Après une période de transition de plusieurs années où certains médecins étrangers pouvaient être titularisés sans passer les EVC, le passage de l’examen est désormais obligatoire. Problème : lors de la dernière session d’examen en 2023, plus de 80 % des médecins étrangers qui l’ont passé n’ont pas validé l’épreuve. Depuis le 1er janvier dernier, ils sont donc près de 2 000 praticiens formés hors d’Europe à être interdit d’exercer dans les hôpitaux français et à risquer, en théorie, d’être expulsés du territoire français.
Une situation dénoncée par le syndicat national des PADHUE bien sûr (SNPADHUE) mais également par la CGT et l’association des médecins urgentistes de France (AMUF), bien conscient que nombreux sont les hôpitaux français, notamment en Ile-de-France, qui ne tiennent que grâce aux renforts de ces médecins étrangers désormais interdits d’exercer et menacés d’expulsion.

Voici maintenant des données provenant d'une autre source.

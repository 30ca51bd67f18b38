//! CLI channel adapter — reads lines from stdin, writes replies to stdout.
//!
//! This is the one adapter fully implemented in this crate: it is how the
//! worked examples in the spec (and the integration tests in `homie-agent`)
//! exercise the turn engine end-to-end without a network. Signal and
//! Telegram wire protocols are out of scope (see `spec.md` §1) and are
//! represented by [`crate::signal::SignalChannel`] /
//! [`crate::telegram::TelegramChannel`] as thin adapters satisfying the
//! same [`Channel`] trait.

use std::sync::atomic::{AtomicI64, AtomicU64, Ordering};
use std::sync::{Arc, Mutex};

use async_trait::async_trait;
use tokio::io::{AsyncBufReadExt, BufReader};
use tokio::sync::mpsc;
use tracing::{info, warn};

use homie_core::{ChatId, IncomingMessage, OutgoingAction};

use crate::channel::Channel;
use crate::error::ChannelError;
use crate::types::ChannelStatus;

/// `cli:<slot>` chat id format from spec §6.
pub struct CliChannel {
    slot: String,
    status: Arc<Mutex<ChannelStatus>>,
    inbound_tx: mpsc::Sender<IncomingMessage>,
    next_message_id: Arc<AtomicU64>,
    reader_task: Option<tokio::task::JoinHandle<()>>,
    stopped: Arc<AtomicI64>,
}

impl CliChannel {
    /// `inbound_tx` is how the host binary receives messages typed at the
    /// terminal; it should be fed directly into `TurnEngine::handle_incoming_message`.
    pub fn new(slot: impl Into<String>, inbound_tx: mpsc::Sender<IncomingMessage>) -> Self {
        Self {
            slot: slot.into(),
            status: Arc::new(Mutex::new(ChannelStatus::Disconnected)),
            inbound_tx,
            next_message_id: Arc::new(AtomicU64::new(1)),
            reader_task: None,
            stopped: Arc::new(AtomicI64::new(0)),
        }
    }

    pub fn chat_id(&self) -> ChatId {
        ChatId::new(format!("cli:{}", self.slot))
    }
}

#[async_trait]
impl Channel for CliChannel {
    fn name(&self) -> &str {
        "cli"
    }

    async fn connect(&mut self) -> Result<(), ChannelError> {
        let chat_id = self.chat_id();
        let tx = self.inbound_tx.clone();
        let counter = self.next_message_id.clone();
        let stopped = self.stopped.clone();

        let handle = tokio::spawn(async move {
            let stdin = tokio::io::stdin();
            let mut lines = BufReader::new(stdin).lines();
            loop {
                if stopped.load(Ordering::SeqCst) != 0 {
                    break;
                }
                match lines.next_line().await {
                    Ok(Some(line)) => {
                        if line.is_empty() {
                            continue;
                        }
                        let msg = IncomingMessage {
                            channel: "cli".to_string(),
                            chat_id: chat_id.clone(),
                            message_id: format!("cli:{}", counter.fetch_add(1, Ordering::SeqCst)),
                            author_id: "operator".to_string(),
                            author_display_name: None,
                            text: line,
                            attachments: None,
                            is_group: false,
                            mentioned: None,
                            is_operator: Some(true),
                            timestamp_ms: chrono::Utc::now().timestamp_millis(),
                        };
                        if tx.send(msg).await.is_err() {
                            break;
                        }
                    }
                    Ok(None) => break,
                    Err(e) => {
                        warn!(error = %e, "cli channel: stdin read error");
                        break;
                    }
                }
            }
        });

        self.reader_task = Some(handle);
        *self.status.lock().unwrap() = ChannelStatus::Connected;
        info!(slot = %self.slot, "cli channel connected");
        Ok(())
    }

    async fn disconnect(&mut self) -> Result<(), ChannelError> {
        self.stopped.store(1, Ordering::SeqCst);
        if let Some(handle) = self.reader_task.take() {
            handle.abort();
        }
        *self.status.lock().unwrap() = ChannelStatus::Disconnected;
        Ok(())
    }

    async fn send(&self, _chat_id: &str, action: &OutgoingAction) -> Result<(), ChannelError> {
        match action {
            OutgoingAction::Silence { .. } => {}
            OutgoingAction::SendText(t) => println!("{}", t.text),
            OutgoingAction::SendAudio(a) => {
                println!("[audio reply, {} bytes, {}]", a.bytes.len(), a.mime)
            }
            OutgoingAction::React(r) => println!("[reacted {} to {}]", r.emoji, r.target_author_id),
        }
        Ok(())
    }

    fn status(&self) -> ChannelStatus {
        self.status.lock().unwrap().clone()
    }
}

#[cfg(test)]
mod tests {
    use super::*;

    #[tokio::test]
    async fn chat_id_uses_slot_format() {
        let (tx, _rx) = mpsc::channel(1);
        let chan = CliChannel::new("local", tx);
        assert_eq!(chan.chat_id().as_str(), "cli:local");
    }

    #[tokio::test]
    async fn send_silence_is_a_noop() {
        let (tx, _rx) = mpsc::channel(1);
        let chan = CliChannel::new("local", tx);
        let result = chan
            .send("cli:local", &OutgoingAction::silence("duplicate_message"))
            .await;
        assert!(result.is_ok());
    }
}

Peu à peu, la mobilisation prend de l’ampleur. Une pétition mise en branle par les syndicats a été envoyée au gouvernement samedi dernier et les médecins étrangers et leurs soutiens manifesteront ce jeudi devant le ministère de la Santé, deux mois après un précédent rassemblement.
« Sans les médecins étrangers, le système de santé s’effondre »

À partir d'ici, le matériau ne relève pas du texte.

use async_trait::async_trait;
use serde::{Deserialize, Serialize};
use thiserror::Error;
use tokio_util::sync::CancellationToken;

use crate::tools::ToolDefinition;

#[derive(Debug, Clone, Copy, PartialEq, Eq, Serialize, Deserialize)]
#[serde(rename_all = "snake_case")]
pub enum BackendRole {
    Default,
    Fast,
}

#[derive(Debug, Clone, Serialize, Deserialize)]
#[serde(rename_all = "lowercase")]
pub enum MessageRole {
    User,
    Assistant,
    System,
}

#[derive(Debug, Clone, Serialize, Deserialize)]
pub struct BackendMessage {
    pub role: MessageRole,
    pub content: String,
}

#[derive(Debug, Clone, Default, Serialize, Deserialize)]
pub struct Usage {
    pub input_tokens: u32,
    pub output_tokens: u32,
}

/// What `TurnEngine` passes to a backend for one completion. The backend
/// owns any internal agentic tool loop; `steps` in the result reports how
/// many round trips it took.
#[derive(Debug, Clone)]
pub struct CompletionParams {
    pub role: BackendRole,
    pub system: String,
    pub max_steps: u32,
    pub messages: Vec<BackendMessage>,
    pub tools: Vec<ToolDefinition>,
    pub cancellation: Option<CancellationToken>,
}

#[derive(Debug, Clone)]
pub struct CompletionResult {
    pub text: String,
    pub steps: u32,
    pub usage: Option<Usage>,
    pub model_id: Option<String>,
}

#[derive(Debug, Error)]
pub enum BackendError {
    #[error("transient backend error: {0}")]
    TransientBackend(String),

    #[error("context length exceeded")]
    ContextOverflow,

    #[error("backend returned unparseable output: {0}")]
    BackendParse(String),

    #[error("policy denied: {0}")]
    PolicyDenied(String),

    #[error("turn cancelled")]
    Cancelled,
}

/// Substrings a real provider's error body uses to report that the
/// request exceeded its context window. Backends translate their own
/// provider-specific errors into `BackendError::ContextOverflow` by
/// matching against these (or their own equivalent check); kept here so
/// `TurnEngine`'s retry logic and any backend agree on the signal.
pub const CONTEXT_OVERFLOW_MARKERS: &[&str] = &[
    "context_length_exceeded",
    "maximum context length",
    "too many tokens",
    "prompt is too long",
];

pub fn looks_like_context_overflow(message: &str) -> bool {
    let lower = message.to_lowercase();
    CONTEXT_OVERFLOW_MARKERS.iter().any(|marker| lower.contains(marker))
}

/// The narrow contract `TurnEngine` drives. Concrete backends (HTTP APIs,
/// CLI-wrapped processes) implement this and own their own retry/auth.
#[async_trait]
pub trait Backend: Send + Sync {
    async fn complete(&self, params: CompletionParams) -> Result<CompletionResult, BackendError>;
}

#[cfg(test)]
mod tests {
    use super::*;

    #[test]
    fn recognizes_known_overflow_phrasings() {
        assert!(looks_like_context_overflow("Error: context_length_exceeded"));
        assert!(looks_like_context_overflow("Your prompt is too long for this model"));
        assert!(!looks_like_context_overflow("rate limited, try again"));
    }
}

Au lendemain de l’intervention d’Emmanuel Macron, le journal Le Point publie par ailleurs ce mercredi une pétition signée par 220 médecins, à diplôme français ou étranger, pour rappeler que « sans les médecins étrangers, le système de santé s’effondre ». Les auteurs de la tribune rappellent que beaucoup de ces médecins non-européens exercent déjà, dans les faits, un rôle de titulaire dans les hôpitaux français. « S’il n’y avait pas ces petits arrangements entre amis, parfois à la limite de la légalité, il n’y aurait pas de médecin de garde dans de nombreux services d’urgence, pas de radiologue pour aider au diagnostic, pas de chirurgien pour opérer la nuit, pas d’anesthésiste pour les endormir » écrivent-ils.

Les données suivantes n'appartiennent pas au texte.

use figment::{
    providers::{Env, Format, Toml},
    Figment,
};
use serde::{Deserialize, Serialize};

use crate::error::{HomieError, Result};

/// Top-level config (`homie.toml` + `HOMIE_*` env overrides).
#[derive(Debug, Clone, Serialize, Deserialize)]
pub struct HomieConfig {
    pub model: ModelConfig,
    #[serde(default)]
    pub behavior: BehaviorConfig,
    #[serde(default)]
    pub proactive: ProactiveConfig,
    #[serde(default)]
    pub memory: MemoryConfig,
    #[serde(default)]
    pub tools: ToolsConfig,
    #[serde(default)]
    pub paths: PathsConfig,
}

impl Default for HomieConfig {
    fn default() -> Self {
        Self {
            model: ModelConfig::default(),
            behavior: BehaviorConfig::default(),
            proactive: ProactiveConfig::default(),
            memory: MemoryConfig::default(),
            tools: ToolsConfig::default(),
            paths: PathsConfig::default(),
        }
    }
}

impl HomieConfig {
    /// Load config from a TOML file with `HOMIE_*` env var overrides.
    ///
    /// Checks, in order: an explicit path argument, then `~/.homie/homie.toml`.
    pub fn load(config_path: Option<&str>) -> Result<Self> {
        let path = config_path
            .map(String::from)
            .unwrap_or_else(default_config_path);

        Figment::new()
            .merge(Toml::file(&path))
            .merge(Env::prefixed("HOMIE_").split("_"))
            .extract()
            .map_err(|e| HomieError::Config(e.to_string()))
    }
}

fn default_config_path() -> String {
    let home = std::env::var("HOME").unwrap_or_else(|_| ".".to_string());
    format!("{home}/.homie/homie.toml")
}

#[derive(Debug, Clone, Serialize, Deserialize)]
pub struct ModelConfig {
    pub provider: ProviderConfig,
    pub models: ModelSlots,
}

impl Default for ModelConfig {
    fn default() -> Self {
        Self {
            provider: ProviderConfig::default(),
            models: ModelSlots::default(),
        }
    }
}

#[derive(Debug, Clone, Serialize, Deserialize, PartialEq, Eq, Default)]
#[serde(rename_all = "kebab-case")]
pub enum ProviderKind {
    #[default]
    Anthropic,
    OpenaiCompatible,
    ClaudeCode,
    CodexCli,
    Mpp,
}

#[derive(Debug, Clone, Serialize, Deserialize, Default)]
pub struct ProviderConfig {
    #[serde(default)]
    pub kind: ProviderKind,
}

#[derive(Debug, Clone, Serialize, Deserialize)]
pub struct ModelSlots {
    #[serde(default = "default_model")]
    pub default: String,
    #[serde(default = "default_fast_model")]
    pub fast: String,
}

impl Default for ModelSlots {
    fn default() -> Self {
        Self {
            default: default_model(),
            fast: default_fast_model(),
        }
    }
}

fn default_model() -> String {
    "claude-sonnet-4-6".to_string()
}
fn default_fast_model() -> String {
    "claude-haiku-4-5".to_string()
}

#[derive(Debug, Clone, Serialize, Deserialize)]
pub struct SleepConfig {
    #[serde(default)]
    pub enabled: bool,
    #[serde(default = "default_timezone")]
    pub timezone: String,
    #[serde(default = "default_sleep_start")]
    pub start_local: String,
    #[serde(default = "default_sleep_end")]
    pub end_local: String,
}

impl Default for SleepConfig {
    fn default() -> Self {
        Self {
            enabled: false,
            timezone: default_timezone(),
            start_local: default_sleep_start(),
            end_local: default_sleep_end(),
        }
    }
}

fn default_timezone() -> String {
    "UTC".to_string()
}
fn default_sleep_start() -> String {
    "23:00".to_string()
}
fn default_sleep_end() -> String {
    "07:00".to_string()
}

#[derive(Debug, Clone, Serialize, Deserialize)]
pub struct BehaviorConfig {
    #[serde(default)]
    pub sleep: SleepConfig,
    #[serde(default = "default_group_max_chars")]
    pub group_max_chars: usize,
    #[serde(default = "default_dm_max_chars")]
    pub dm_max_chars: usize,
    #[serde(default = "default_min_delay_ms")]
    pub min_delay_ms: i64,
    #[serde(default = "default_max_delay_ms")]
    pub max_delay_ms: i64,
    #[serde(default = "default_debounce_ms")]
    pub debounce_ms: i64,
}

impl Default for BehaviorConfig {
    fn default() -> Self {
        Self {
            sleep: SleepConfig::default(),
            group_max_chars: default_group_max_chars(),
            dm_max_chars: default_dm_max_chars(),
            min_delay_ms: default_min_delay_ms(),
            max_delay_ms: default_max_delay_ms(),
            debounce_ms: default_debounce_ms(),
        }
    }
}

fn default_group_max_chars() -> usize {
    600
}
fn default_dm_max_chars() -> usize {
    1200
}
fn default_min_delay_ms() -> i64 {
    500
}
fn default_max_delay_ms() -> i64 {
    4000
}
fn default_debounce_ms() -> i64 {
    3000
}

#[derive(Debug, Clone, Serialize, Deserialize)]
pub struct ScopeLimits {
    #[serde(default = "default_max_per_day")]
    pub max_per_day: u32,
    #[serde(default = "default_max_per_week")]
    pub max_per_week: u32,
    #[serde(default = "default_cooldown_after_user_ms")]
    pub cooldown_after_user_ms: i64,
    #[serde(default = "default_pause_after_ignored")]
    pub pause_after_ignored: u32,
}

impl Default for ScopeLimits {
    fn default() -> Self {
        Self {
            max_per_day: default_max_per_day(),
            max_per_week: default_max_per_week(),
            cooldown_after_user_ms: default_cooldown_after_user_ms(),
            pause_after_ignored: default_pause_after_ignored(),
        }
    }
}

fn default_max_per_day() -> u32 {
    3
}
fn default_max_per_week() -> u32 {
    10
}
fn default_cooldown_after_user_ms() -> i64 {
    6 * 60 * 60 * 1000
}
fn default_pause_after_ignored() -> u32 {
    3
}

#[derive(Debug, Clone, Serialize, Deserialize)]
pub struct ProactiveConfig {
    #[serde(default = "bool_true")]
    pub enabled: bool,
    #[serde(default = "default_heartbeat_interval_ms")]
    pub heartbeat_interval_ms: u64,
    #[serde(default = "default_skip_rate")]
    pub skip_rate: f64,
    #[serde(default)]
    pub dm: ScopeLimits,
    #[serde(default)]
    pub group: ScopeLimits,
}

impl Default for ProactiveConfig {
    fn default() -> Self {
        Self {
            enabled: true,
            heartbeat_interval_ms: default_heartbeat_interval_ms(),
            skip_rate: default_skip_rate(),
            dm: ScopeLimits::default(),
            group: ScopeLimits::default(),
        }
    }
}

impl ProactiveConfig {
    pub fn limits_for(&self, is_group: bool) -> &ScopeLimits {
        if is_group {
            &self.group
        } else {
            &self.dm
        }
    }
}

fn bool_true() -> bool {
    true
}
fn default_heartbeat_interval_ms() -> u64 {
    60_000
}
fn default_skip_rate() -> f64 {
    0.15
}

#[derive(Debug, Clone, Serialize, Deserialize)]
pub struct CapsuleConfig {
    #[serde(default = "bool_true")]
    pub enabled: bool,
    #[serde(default = "default_capsule_max_tokens")]
    pub max_tokens: u32,
}

impl Default for CapsuleConfig {
    fn default() -> Self {
        Self {
            enabled: true,
            max_tokens: default_capsule_max_tokens(),
        }
    }
}

fn default_capsule_max_tokens() -> u32 {
    300
}

#[derive(Debug, Clone, Serialize, Deserialize)]
pub struct DecayConfig {
    #[serde(default)]
    pub enabled: bool,
    #[serde(default = "default_half_life_days")]
    pub half_life_days: f64,
}

impl Default for DecayConfig {
    fn default() -> Self {
        Self {
            enabled: false,
            half_life_days: default_half_life_days(),
        }
    }
}

fn default_half_life_days() -> f64 {
    30.0
}

#[derive(Debug, Clone, Serialize, Deserialize)]
pub struct RetrievalConfig {
    #[serde(default = "default_rrf_k")]
    pub rrf_k: f64,
    #[serde(default = "default_fts_weight")]
    pub fts_weight: f64,
    #[serde(default = "default_vec_weight")]
    pub vec_weight: f64,
    #[serde(default = "default_recency_weight")]
    pub recency_weight: f64,
}

impl Default for RetrievalConfig {
    fn default() -> Self {
        Self {
            rrf_k: default_rrf_k(),
            fts_weight: default_fts_weight(),
            vec_weight: default_vec_weight(),
            recency_weight: default_recency_weight(),
        }
    }
}

fn default_rrf_k() -> f64 {
    60.0
}
fn default_fts_weight() -> f64 {
    0.6
}
fn default_vec_weight() -> f64 {
    0.4
}
fn default_recency_weight() -> f64 {
    0.2
}

#[derive(Debug, Clone, Serialize, Deserialize)]
pub struct MemoryFeedbackConfig {
    #[serde(default = "bool_true")]
    pub enabled: bool,
    #[serde(default = "default_finalize_after_ms")]
    pub finalize_after_ms: u64,
    #[serde(default = "default_success_threshold")]
    pub success_threshold: f64,
    #[serde(default = "default_failure_threshold")]
    pub failure_threshold: f64,
}

impl Default for MemoryFeedbackConfig {
    fn default() -> Self {
        Self {
            enabled: true,
            finalize_after_ms: default_finalize_after_ms(),
            success_threshold: default_success_threshold(),
            failure_threshold: default_failure_threshold(),
        }
    }
}

fn default_finalize_after_ms() -> u64 {
    60_000
}
fn default_success_threshold() -> f64 {
    0.6
}
fn default_failure_threshold() -> f64 {
    0.3
}

#[derive(Debug, Clone, Serialize, Deserialize)]
pub struct MemoryConfig {
    #[serde(default = "bool_true")]
    pub enabled: bool,
    #[serde(default = "default_context_budget_tokens")]
    pub context_budget_tokens: u32,
    #[serde(default)]
    pub capsule: CapsuleConfig,
    #[serde(default)]
    pub decay: DecayConfig,
    #[serde(default)]
    pub retrieval: RetrievalConfig,
    #[serde(default)]
    pub feedback: MemoryFeedbackConfig,
}

impl Default for MemoryConfig {
    fn default() -> Self {
        Self {
            enabled: true,
            context_budget_tokens: default_context_budget_tokens(),
            capsule: CapsuleConfig::default(),
            decay: DecayConfig::default(),
            retrieval: RetrievalConfig::default(),
            feedback: MemoryFeedbackConfig::default(),
        }
    }
}

fn default_context_budget_tokens() -> u32 {
    8000
}

#[derive(Debug, Clone, Serialize, Deserialize, Default)]
pub struct ToolTierConfig {
    #[serde(default)]
    pub enabled_for_operator: bool,
    #[serde(default)]
    pub allow_all: bool,
    #[serde(default)]
    pub allowlist: Vec<String>,
}

#[derive(Debug, Clone, Serialize, Deserialize, Default)]
pub struct ToolsConfig {
    #[serde(default)]
    pub restricted: ToolTierConfig,
    #[serde(default)]
    pub dangerous: ToolTierConfig,
}

#[derive(Debug, Clone, Serialize, Deserialize)]
pub struct PathsConfig {
    #[serde(default = "default_project_dir")]
    pub project_dir: String,
    #[serde(default = "default_identity_dir")]
    pub identity_dir: String,
    #[serde(default = "default_skills_dir")]
    pub skills_dir: String,
    #[serde(default = "default_data_dir")]
    pub data_dir: String,
}

impl Default for PathsConfig {
    fn default() -> Self {
        Self {
            project_dir: default_project_dir(),
            identity_dir: default_identity_dir(),
            skills_dir: default_skills_dir(),
            data_dir: default_data_dir(),
        }
    }
}

fn home_dir() -> String {
    std::env::var("HOME").unwrap_or_else(|_| ".".to_string())
}
fn default_project_dir() -> String {
    format!("{}/.homie", home_dir())
}
fn default_identity_dir() -> String {
    format!("{}/.homie/identity", home_dir())
}
fn default_skills_dir() -> String {
    format!("{}/.homie/skills", home_dir())
}
fn default_data_dir() -> String {
    format!("{}/.homie/data", home_dir())
}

Des médecins dénoncent l’extrême difficulté des épreuves auxquels sont confrontés leurs confrères étrangers. « Dans certaines spécialités, les candidats ont été recalés avec plus de 15 de moyenne. Nous sommes pour l’excellence des médecins en France, il est normal d’exclure ceux qui n’ont pas le niveau. Mais ne demandons pas à nos collègues étrangers d’être meilleurs que nous » avancent les auteurs de la tribune. Les syndicats demandent maintenant au gouvernement de maintenir provisoirement tous les PADHUE à leur poste, pour ne pas entraver le bon fonctionnement des hôpitaux qui comptent sur eux et de mettre en place une commission pour accorder, au cas par cas, des autorisations d’exercice définitive.
Avant même la dernière déclaration d’Emmanuel Macron, les autorités ont déjà commencé à esquisser des mesures pour remédier à cette situation complexe et insatisfaisante pour tout le monde. La loi Valletoux du 27 décembre dernier prévoit ainsi d’accorder aux PADHUE recalés aux EVC une autorisation d’exercice d’un an leur permettant de repasser le concours…à condition de passer d’abord devant une énième commission, qui n’a toujours pas été mise en place. Par ailleurs, le projet de loi sur l’immigration, adoptée le 19 décembre dernier mais pas encore promulgué, prévoit de créer une carte de séjour spécifique pour les médecins étrangers. Histoire de complexifier encore un peu plus une situation inextricable.
PS : Certains mauvais esprits pourraient s’étonner que des praticiens recalés à un examen (dont le niveau de difficulté a sans nul doute était calibré par les autorités académiques) soient repéchés au seul motif qu’il en a n’y a pas d’autres de disponibles sans tenir compte du risque pour la santé des patients.